Turtle Capture Methods

Turtles were eaten in every place we visited in Esmeraldas and they were captured by a wide variety of methods (Table 2). Descriptions and illustrations (Figs. 2-4) of the five techniques that follow are based on our first-hand observations of the methods in action, with some details based on our informants' narratives of how they work. All of these methods were employed by Afroecuadorian inhabitants of the basin. Our observations of the Chachis were far fewer, with only one technique observed.

Pool Cleaning (poziando)

Pool cleaning, locally called poziando, is a community activity in which a group of people work together to glean edible biomass from pools that remain as the water level in a stream falls during the relatively dry period of the year. The Spanish verb used for this activity was "poziar, which appears to be an invention related to the fact that work takes place in a poza (a poza or pozo generally refers to a water-filled pool). We were invited to observe poziando at a finca near San José de Tagua (Fig. 2). All our observations concerning this technique were made on that occasion when a team cleaned three pools in a stream bed that would have been connected with the Santiago River during high water.

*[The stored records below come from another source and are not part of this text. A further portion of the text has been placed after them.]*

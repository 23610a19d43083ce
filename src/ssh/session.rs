//! A short-lived SSH session wrapper shared by `SshCredentialService` and
//! `LanModeService` (spec §4.4): connect, authenticate by password, run one
//! command and collect its stdout, or open a direct-tcpip tunnel. `russh` +
//! `russh-keys` were picked as the SSH client crates because no SSH client
//! appears anywhere in the 444-file reference pack; `openssh` (seen in
//! fussybeaver-bollard) was considered and rejected since it shells out to
//! the system `ssh` binary rather than giving a pure-async client suited to
//! password auth plus TCP tunneling (documented in DESIGN.md).

use std::sync::Arc;
use std::time::Duration;

use russh::client::{self, Handle};
use russh::{ChannelMsg, Disconnect};
use tokio::time::timeout;

use crate::error::{Result, SshError};

const SESSION_TIMEOUT: Duration = Duration::from_secs(10);

struct PermissiveHandler;

#[async_trait::async_trait]
impl client::Handler for PermissiveHandler {
    type Error = russh::Error;

    // Embedded printer firmware does not publish a verifiable host key
    // through any channel this daemon has access to; accept any key.
    async fn check_server_key(&mut self, _server_public_key: &russh_keys::key::PublicKey) -> Result<bool, Self::Error> {
        Ok(true)
    }
}

pub struct SshSession {
    handle: Handle<PermissiveHandler>,
}

impl SshSession {
    pub async fn connect(host: &str, port: u16, username: &str, password: &str) -> Result<Self> {
        let config = Arc::new(client::Config::default());
        let addr = format!("{host}:{port}");

        let connect = client::connect(config, addr, PermissiveHandler);
        let mut handle = timeout(SESSION_TIMEOUT, connect)
            .await
            .map_err(|_| SshError::Timeout(SESSION_TIMEOUT))?
            .map_err(|e| SshError::ConnectFailed(e.to_string()))?;

        let authenticated = timeout(SESSION_TIMEOUT, handle.authenticate_password(username, password))
            .await
            .map_err(|_| SshError::Timeout(SESSION_TIMEOUT))?
            .map_err(|e| SshError::ConnectFailed(e.to_string()))?;

        if !authenticated {
            return Err(SshError::AuthFailed.into());
        }

        Ok(Self { handle })
    }

    /// Runs one command to completion and returns its stdout as UTF-8
    /// (lossily, since embedded shells occasionally emit non-UTF8 noise).
    pub async fn run_command(&mut self, command: &str) -> Result<String> {
        let mut channel = self.handle.channel_open_session().await.map_err(|e| SshError::CommandFailed(e.to_string()))?;
        channel.exec(true, command).await.map_err(|e| SshError::CommandFailed(e.to_string()))?;

        let mut stdout = Vec::new();
        let collect = async {
            loop {
                match channel.wait().await {
                    Some(ChannelMsg::Data { data }) => stdout.extend_from_slice(&data),
                    Some(ChannelMsg::ExitStatus { .. }) | None => break,
                    Some(_) => {}
                }
            }
        };
        timeout(SESSION_TIMEOUT, collect).await.map_err(|_| SshError::Timeout(SESSION_TIMEOUT))?;

        Ok(String::from_utf8_lossy(&stdout).into_owned())
    }

    /// Opens a direct-tcpip tunnel to a loopback-only port on the printer,
    /// for `LanModeService`'s on-device JSON API (spec §4.4).
    pub async fn open_tunnel(&mut self, target_port: u16) -> Result<russh::Channel<russh::client::Msg>> {
        self.handle
            .channel_open_direct_tcpip("127.0.0.1", target_port as u32, "127.0.0.1", 0)
            .await
            .map_err(|e| SshError::CommandFailed(e.to_string()).into())
    }

    pub async fn close(mut self) {
        let _ = self.handle.disconnect(Disconnect::ByApplication, "", "en").await;
    }
}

Any water flow between pools was blocked to prevent escape of the animals during the cleaning process. The first task was to chop all the vegetation down that was covering the banks and overhanging the pool. This was primarily done by young men using machetes. The brush, sticks, and branches that were cut were removed and thrown out of the pool. In addition, detritus in the pool (sticks, leaves, branches) was removed and discarded. Some of the women walked through the pool kicking up and stirring the decomposing vegetation from the bottom. This was collected and removed from the pool (Fig. 2A).

The next step was the capture phase. The entire pool was seined with baskets (Figs. 2B-2C). Each participant took a basket and worked along the bottom of the pool up towards the bank, carefully groping the bank area. Any additional debris caught in the baskets was also removed. The workers scooped and directed material toward the mouth of their baskets with their hands. The baskets had nearly square bottoms with more rounded openings about 35 cm across (Figs. 2A and 2C).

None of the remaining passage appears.